名古屋から発するブログつぶて・凡人のひとりごと

身の回り、世間のできごとをを日記風に記す(紙つぶてならぬブログつぶて)。

再び陽子線がん治療施設について

2009-11-22 19:00:52 | Weblog
2009.11.22
 名古屋市が北区の複合医療施設「クオリティライフ21城北」に計画している「陽子線がん治療施設」は、2012年に開設する予定で既に日立製作所に総額245億円で契約が済んでおり、今月には着工予定だった。大都市とはいえ、名古屋市にとって大きなプロジェクトである。
 ところが、先のブログ(9月19日付け)でも書いたように、河村市長がこの施設の再検討を打ち出したために、この施設の関係者はその是非をめぐって、てんやわんやの大騒ぎである。

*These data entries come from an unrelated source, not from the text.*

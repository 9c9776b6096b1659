//! Runtime configuration for Autopack.
//!
//! Bridges the unified `AutopackToml` with the runtime needs of the
//! executor: workspace resolution, `.autopack/` layout, and run-plan
//! discovery.

use anyhow::{Context, Result, anyhow};
use glob::glob;
use std::path::PathBuf;

use crate::autopack_config::AutopackToml;

#[derive(Debug, Clone)]
pub struct Config {
    pub workspace_dir: PathBuf,
    pub autopack_dir: PathBuf,
    pub plan_file: PathBuf,
    pub lock_file: PathBuf,
    pub verbose: bool,
    /// The underlying unified configuration.
    pub toml: AutopackToml,
}

impl Config {
    pub fn new(workspace_dir: PathBuf, verbose: bool, plan_file: Option<PathBuf>) -> Result<Self> {
        let workspace_dir = workspace_dir
            .canonicalize()
            .context("Failed to resolve workspace directory")?;
        let autopack_dir = workspace_dir.join(".autopack");

        let toml = AutopackToml::load_or_default(&autopack_dir)?;

        let plan_file = match plan_file {
            Some(path) => path
                .canonicalize()
                .context("Failed to resolve plan file path")?,
            None => Self::find_plan_file(&workspace_dir)?,
        };
        let lock_file = autopack_dir.join("workspace.lock");

        Ok(Self {
            workspace_dir,
            autopack_dir,
            plan_file,
            lock_file,
            verbose,
            toml,
        })
    }

    pub fn ensure_directories(&self) -> Result<()> {
        std::fs::create_dir_all(&self.autopack_dir)
            .context("Failed to create .autopack directory")?;
        Ok(())
    }

    /// Find a run plan, checking `.autopack/plan.json` first, then any
    /// `*plan*.json` under `.autopack/plans/`, most recently modified
    /// first.
    fn find_plan_file(workspace_dir: &PathBuf) -> Result<PathBuf> {
        let direct = workspace_dir.join(".autopack/plan.json");
        if direct.exists() {
            return Ok(direct);
        }

        let pattern = workspace_dir
            .join(".autopack/plans/*plan*.json")
            .to_string_lossy()
            .to_string();

        let mut candidates: Vec<PathBuf> = glob(&pattern)
            .context("Failed to read glob pattern")?
            .filter_map(|entry| entry.ok())
            .collect();

        if candidates.is_empty() {
            return Err(anyhow!(
                "No run plan found. Create .autopack/plan.json or pass --plan"
            ));
        }

        candidates.sort_by(|a, b| {
            let a_time = a.metadata().and_then(|m| m.modified()).ok();
            let b_time = b.metadata().and_then(|m| m.modified()).ok();
            b_time.cmp(&a_time)
        });

        Ok(candidates.remove(0))
    }
}

#[cfg(test)]
mod tests {
    use super::*;
    use std::fs;
    use tempfile::tempdir;

    fn setup_plan(dir: &std::path::Path) -> PathBuf {
        let autopack = dir.join(".autopack");
        fs::create_dir_all(&autopack).unwrap();
        let plan = autopack.join("plan.json");
        fs::write(&plan, "{}").unwrap();
        plan
    }

    #[test]
    fn test_config_with_explicit_plan() {
        let dir = tempdir().unwrap();
        let plan = setup_plan(dir.path());

        let config = Config::new(dir.path().to_path_buf(), true, Some(plan.clone())).unwrap();
        assert!(config.verbose);
        assert_eq!(config.plan_file, plan.canonicalize().unwrap());
        assert_eq!(
            config.lock_file,
            dir.path()
                .canonicalize()
                .unwrap()
                .join(".autopack/workspace.lock")
        );
    }

    #[test]
    fn test_config_discovers_default_plan() {
        let dir = tempdir().unwrap();
        let plan = setup_plan(dir.path());

        let config = Config::new(dir.path().to_path_buf(), false, None).unwrap();
        assert_eq!(config.plan_file, plan);
    }

    #[test]
    fn test_config_no_plan_is_an_error() {
        let dir = tempdir().unwrap();
        let result = Config::new(dir.path().to_path_buf(), false, None);
        assert!(result.is_err());
        assert!(result.unwrap_err().to_string().contains("No run plan"));
    }

    #[test]
    fn test_config_discovers_from_plans_dir() {
        let dir = tempdir().unwrap();
        let plans = dir.path().join(".autopack/plans");
        fs::create_dir_all(&plans).unwrap();
        fs::write(plans.join("feature-plan.json"), "{}").unwrap();

        let config = Config::new(dir.path().to_path_buf(), false, None).unwrap();
        assert!(config.plan_file.ends_with("feature-plan.json"));
    }
}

 そこで中日新聞は、その是非について今月10日から20日にかけて10人の識者の意見を掲載した。10人の内訳は、医師5人、行政2人、市会議員2人、患者代表1人というものである。
 医師5人のうち、今回中日新聞が取り上げたのは賛成派1人、どちらかといえば反対派が4人である。これは中日新聞の意図なのか、結果としてそうなったのか、医師として単純に賛成だけとは言いにくかったからなのか不明である。

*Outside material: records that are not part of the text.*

//! Patch formats and the normalized edit plan.
//!
//! The builder may produce any of three formats: a unified diff, a
//! full-file replacement set (`{"files": [...]}`), or an NDJSON stream of
//! structured edit operations. All parse into a single internal
//! representation, the `EditPlan`, which the governed apply path consumes.
//!
//! The parsers are tolerant: truncated NDJSON keeps its valid prefix,
//! malformed JSON goes through a bounded repair pass, and oversized
//! full-file payloads are auto-converted to the structured form. Every
//! repair is recorded for audit; repairs only drop or close, never invent.

pub mod fullfile;
pub mod ndjson;
pub mod repair;
pub mod unified;

use serde::{Deserialize, Serialize};
use thiserror::Error;

use crate::util::{extract_json_object, line_count};

/// Marker emitted in place of a real diff header when changes were applied
/// from an NDJSON stream. The applier must never feed such a blob to the
/// unified-diff parser.
pub const SYNTHETIC_NDJSON_HEADER: &str = "NDJSON Operations Applied";

/// Full-file mode is preferred up to this many lines (Bucket A).
pub const BUCKET_A_MAX_LINES: usize = 500;
/// Unified-diff mode is preferred up to this many lines (Bucket B);
/// beyond it (Bucket C) NDJSON structured edits are required.
pub const BUCKET_B_MAX_LINES: usize = 1000;

/// File size bucket driving the preferred patch mode.
#[derive(Debug, Clone, Copy, PartialEq, Eq, Serialize, Deserialize)]
pub enum SizeBucket {
    A,
    B,
    C,
}

pub fn bucket_for(lines: usize) -> SizeBucket {
    if lines <= BUCKET_A_MAX_LINES {
        SizeBucket::A
    } else if lines <= BUCKET_B_MAX_LINES {
        SizeBucket::B
    } else {
        SizeBucket::C
    }
}

/// Wire format a builder output arrived in.
#[derive(Debug, Clone, Copy, PartialEq, Eq, Serialize, Deserialize)]
#[serde(rename_all = "snake_case")]
pub enum PatchFormat {
    UnifiedDiff,
    FullFile,
    Ndjson,
}

/// One text span replacement inside a file. An empty `old_text` means
/// "append `new_text` at end of file".
#[derive(Debug, Clone, PartialEq, Serialize, Deserialize)]
pub struct SpanEdit {
    pub old_text: String,
    pub new_text: String,
}

/// A normalized file operation.
#[derive(Debug, Clone, PartialEq, Serialize, Deserialize)]
#[serde(tag = "kind", rename_all = "snake_case")]
pub enum FileOperation {
    Create {
        path: String,
        content: String,
    },
    ModifyByDiff {
        path: String,
        hunks: Vec<unified::Hunk>,
    },
    ModifyByReplaceAll {
        path: String,
        content: String,
    },
    ReplaceSpans {
        path: String,
        spans: Vec<SpanEdit>,
    },
    Delete {
        path: String,
    },
}

impl FileOperation {
    pub fn path(&self) -> &str {
        match self {
            Self::Create { path, .. }
            | Self::ModifyByDiff { path, .. }
            | Self::ModifyByReplaceAll { path, .. }
            | Self::ReplaceSpans { path, .. }
            | Self::Delete { path } => path,
        }
    }

    pub fn set_path(&mut self, new_path: String) {
        match self {
            Self::Create { path, .. }
            | Self::ModifyByDiff { path, .. }
            | Self::ModifyByReplaceAll { path, .. }
            | Self::ReplaceSpans { path, .. }
            | Self::Delete { path } => *path = new_path,
        }
    }

    pub fn is_delete(&self) -> bool {
        matches!(self, Self::Delete { .. })
    }

    pub fn is_create(&self) -> bool {
        matches!(self, Self::Create { .. })
    }
}

/// An operation the tolerant parser dropped, recorded for audit and hints.
#[derive(Debug, Clone, PartialEq, Serialize, Deserialize)]
pub struct SkippedOperation {
    pub line: usize,
    pub reason: String,
}

/// The normalized, ordered sequence of file operations plus parse audit.
#[derive(Debug, Clone, PartialEq, Serialize, Deserialize)]
pub struct EditPlan {
    pub operations: Vec<FileOperation>,
    /// Non-fatal drops from the tolerant parsers.
    #[serde(default)]
    pub skipped: Vec<SkippedOperation>,
    /// Repairs applied to the raw output before parsing succeeded.
    #[serde(default)]
    pub repairs: Vec<String>,
    pub source_format: PatchFormat,
    /// Set when the payload arrived in one format and was auto-converted.
    #[serde(default)]
    pub converted_from: Option<PatchFormat>,
}

impl EditPlan {
    pub fn new(operations: Vec<FileOperation>, source_format: PatchFormat) -> Self {
        Self {
            operations,
            skipped: Vec::new(),
            repairs: Vec::new(),
            source_format,
            converted_from: None,
        }
    }

    pub fn is_empty(&self) -> bool {
        self.operations.is_empty()
    }

    /// Distinct paths the plan touches, in first-seen order.
    pub fn touched_paths(&self) -> Vec<String> {
        let mut seen = std::collections::HashSet::new();
        let mut out = Vec::new();
        for op in &self.operations {
            if seen.insert(op.path().to_string()) {
                out.push(op.path().to_string());
            }
        }
        out
    }

    /// Serialize to the NDJSON structured-edit form. Diff operations are
    /// not representable as NDJSON and are skipped with a record.
    pub fn to_ndjson(&self) -> String {
        ndjson::render(self)
    }
}

/// Parse failure after every tolerant path was exhausted.
#[derive(Debug, Error)]
pub enum PatchError {
    #[error("Builder output is empty")]
    EmptyOutput,

    #[error("Builder output is not a recognizable patch: {detail}")]
    Unparseable { detail: String },
}

/// Parse a builder output into an `EditPlan`, auto-detecting the format.
///
/// `force_structured` is set by the executor for phases that declare
/// Bucket-C files: full-file payloads are then converted to the NDJSON
/// form before applying.
pub fn parse_builder_output(text: &str, force_structured: bool) -> Result<EditPlan, PatchError> {
    let trimmed = text.trim();
    if trimmed.is_empty() {
        return Err(PatchError::EmptyOutput);
    }

    // Synthetic headers record already-applied NDJSON changes; the payload
    // after the marker is an op stream, never a real diff.
    if trimmed.contains(SYNTHETIC_NDJSON_HEADER) {
        let body = trimmed
            .split_once(SYNTHETIC_NDJSON_HEADER)
            .map(|(_, rest)| rest)
            .unwrap_or(trimmed);
        return Ok(ndjson::parse(body));
    }

    if trimmed.contains("diff --git ") {
        return unified::parse(trimmed);
    }

    // Full-file JSON, possibly wrapped in prose.
    if let Some(json) = extract_json_object(trimmed) {
        if let Ok(ops) = fullfile::parse(&json) {
            return Ok(finish_fullfile(ops, force_structured, Vec::new()));
        }
    }

    // NDJSON op stream.
    let ndjson_plan = ndjson::parse(trimmed);
    if !ndjson_plan.operations.is_empty() {
        return Ok(ndjson_plan);
    }

    // Last resort: bounded JSON repair, then the full-file parser again.
    if let Some(outcome) = repair::repair_json(trimmed) {
        if let Ok(ops) = fullfile::parse(&outcome.repaired) {
            return Ok(finish_fullfile(ops, force_structured, outcome.repairs));
        }
    }

    Err(PatchError::Unparseable {
        detail: format!(
            "no diff header, no files payload, no NDJSON ops in {} bytes",
            trimmed.len()
        ),
    })
}

fn finish_fullfile(
    ops: Vec<FileOperation>,
    force_structured: bool,
    repairs: Vec<String>,
) -> EditPlan {
    let oversized = ops.iter().any(|op| match op {
        FileOperation::Create { content, .. } | FileOperation::ModifyByReplaceAll { content, .. } => {
            bucket_for(line_count(content)) == SizeBucket::C
        }
        _ => false,
    });

    let mut plan = EditPlan::new(ops, PatchFormat::FullFile);
    plan.repairs = repairs;
    if force_structured || oversized {
        plan.converted_from = Some(PatchFormat::FullFile);
        plan.source_format = PatchFormat::Ndjson;
    }
    plan
}

#[cfg(test)]
mod tests {
    use super::*;

    #[test]
    fn test_bucket_boundaries() {
        assert_eq!(bucket_for(0), SizeBucket::A);
        assert_eq!(bucket_for(500), SizeBucket::A);
        assert_eq!(bucket_for(501), SizeBucket::B);
        assert_eq!(bucket_for(1000), SizeBucket::B);
        assert_eq!(bucket_for(1001), SizeBucket::C);
    }

    #[test]
    fn test_detects_unified_diff() {
        let text = "diff --git a/src/a.py b/src/a.py\n--- a/src/a.py\n+++ b/src/a.py\n@@ -1,1 +1,1 @@\n-old\n+new\n";
        let plan = parse_builder_output(text, false).unwrap();
        assert_eq!(plan.source_format, PatchFormat::UnifiedDiff);
        assert_eq!(plan.operations.len(), 1);
    }

    #[test]
    fn test_detects_fullfile_wrapped_in_prose() {
        let text = r#"Here you go: {"files": [{"path": "src/a.py", "content": "print(1)\n"}]} done"#;
        let plan = parse_builder_output(text, false).unwrap();
        assert_eq!(plan.source_format, PatchFormat::FullFile);
        assert_eq!(plan.touched_paths(), vec!["src/a.py"]);
    }

    #[test]
    fn test_fullfile_forced_to_structured() {
        let text = r#"{"files": [{"path": "src/a.py", "content": "x = 1\n"}]}"#;
        let plan = parse_builder_output(text, true).unwrap();
        assert_eq!(plan.source_format, PatchFormat::Ndjson);
        assert_eq!(plan.converted_from, Some(PatchFormat::FullFile));
    }

    #[test]
    fn test_bucket_c_fullfile_auto_converts() {
        let big = "line\n".repeat(1500);
        let payload = serde_json::json!({"files": [{"path": "src/big.py", "content": big}]});
        let plan = parse_builder_output(&payload.to_string(), false).unwrap();
        assert_eq!(plan.source_format, PatchFormat::Ndjson);
        assert_eq!(plan.converted_from, Some(PatchFormat::FullFile));
    }

    #[test]
    fn test_detects_ndjson() {
        let text = "{\"op\": \"create\", \"file_path\": \"a.py\", \"content\": \"x\"}\n{\"op\": \"delete\", \"file_path\": \"b.py\"}\n";
        let plan = parse_builder_output(text, false).unwrap();
        assert_eq!(plan.source_format, PatchFormat::Ndjson);
        assert_eq!(plan.operations.len(), 2);
    }

    #[test]
    fn test_synthetic_header_skips_diff_parsing() {
        let text = format!(
            "{}\n{{\"op\": \"create\", \"file_path\": \"a.py\", \"content\": \"x\"}}\n",
            SYNTHETIC_NDJSON_HEADER
        );
        let plan = parse_builder_output(&text, false).unwrap();
        assert_eq!(plan.source_format, PatchFormat::Ndjson);
        assert_eq!(plan.operations.len(), 1);
    }

    #[test]
    fn test_repair_path_recovers_truncated_fullfile() {
        // Truncated mid-string: the repair pass closes it.
        let text = r#"{"files": [{"path": "src/a.py", "content": "x = 1"#;
        let plan = parse_builder_output(text, false).unwrap();
        assert!(!plan.repairs.is_empty());
        assert_eq!(plan.touched_paths(), vec!["src/a.py"]);
    }

    #[test]
    fn test_empty_output_rejected() {
        assert!(matches!(
            parse_builder_output("   \n", false),
            Err(PatchError::EmptyOutput)
        ));
    }

    #[test]
    fn test_garbage_rejected() {
        assert!(matches!(
            parse_builder_output("I could not produce a patch, sorry.", false),
            Err(PatchError::Unparseable { .. })
        ));
    }
}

 名古屋市立大学准教授で放射線医の荻野浩幸氏は、狙い撃ちで患部に効き、副作用がおきにくい治療であり、治療の選択肢をひろげるという理由などから賛成の立場である。負担の問題は言及していない。
 一方、県がんセンター総長の二村雄次氏、名古屋大准教授でがん薬物療法専門医の安藤雄一氏、愛知学院大教授で日本医学歯学情報機構事務局長の夏目長門氏、名古屋学芸大栄養科学科長で公衆衛生医の山中克巳氏らは、陽子線がん治療についての過大評価であり、適用患者も少ない、救急医療など優先すべき医療がある、採算性は全く期待できない、名古屋市だけが負担してつくるべきものかなどの疑問が次々となげかけられている。
 腎臓がんの手術体験のある伊藤和直さんは手術の苦痛から解放される機器が地元にあることを訴え、自民党市議で北区選出の渡辺義郎氏は命を救えるなら赤字など問題にすべきでないとする一方、共産党市議の江上博之氏は負担を考えなければ誰しも欲しい施設であるが、245億円の投資と毎年20億円の事実上の赤字負担を考えると名古屋市が単独で建設すべきかどうかと疑問符を投げかける。
 行政側の愛知県健康対策課課長補佐で重粒子線施設誘致担当の稲葉明穂氏は、陽子線より重粒子線の長所を掲げてその実現を強調する。いまさら陽子線施設は迷惑だと言わんばかりである。一方、名古屋市病院局長の上田龍三氏は、当事者の一人として推進の立場から年6~7億円の赤字なら市民の理解は得られるとしている。
 10人による紙上討論は終えたが、こうしてみると「陽子線がん治療」の医療としての効果は必ずしも高いとは思えなくなった。先端医療であることは理解できるが、大都市とはいえ地方の一都市に過ぎない名古屋市が巨費を投じてまでつくるべきものかどうかは確かに疑問である。街おこしのような気分で取り上げるような問題では決してない。
 この問題はさらに議論を深めるべきである。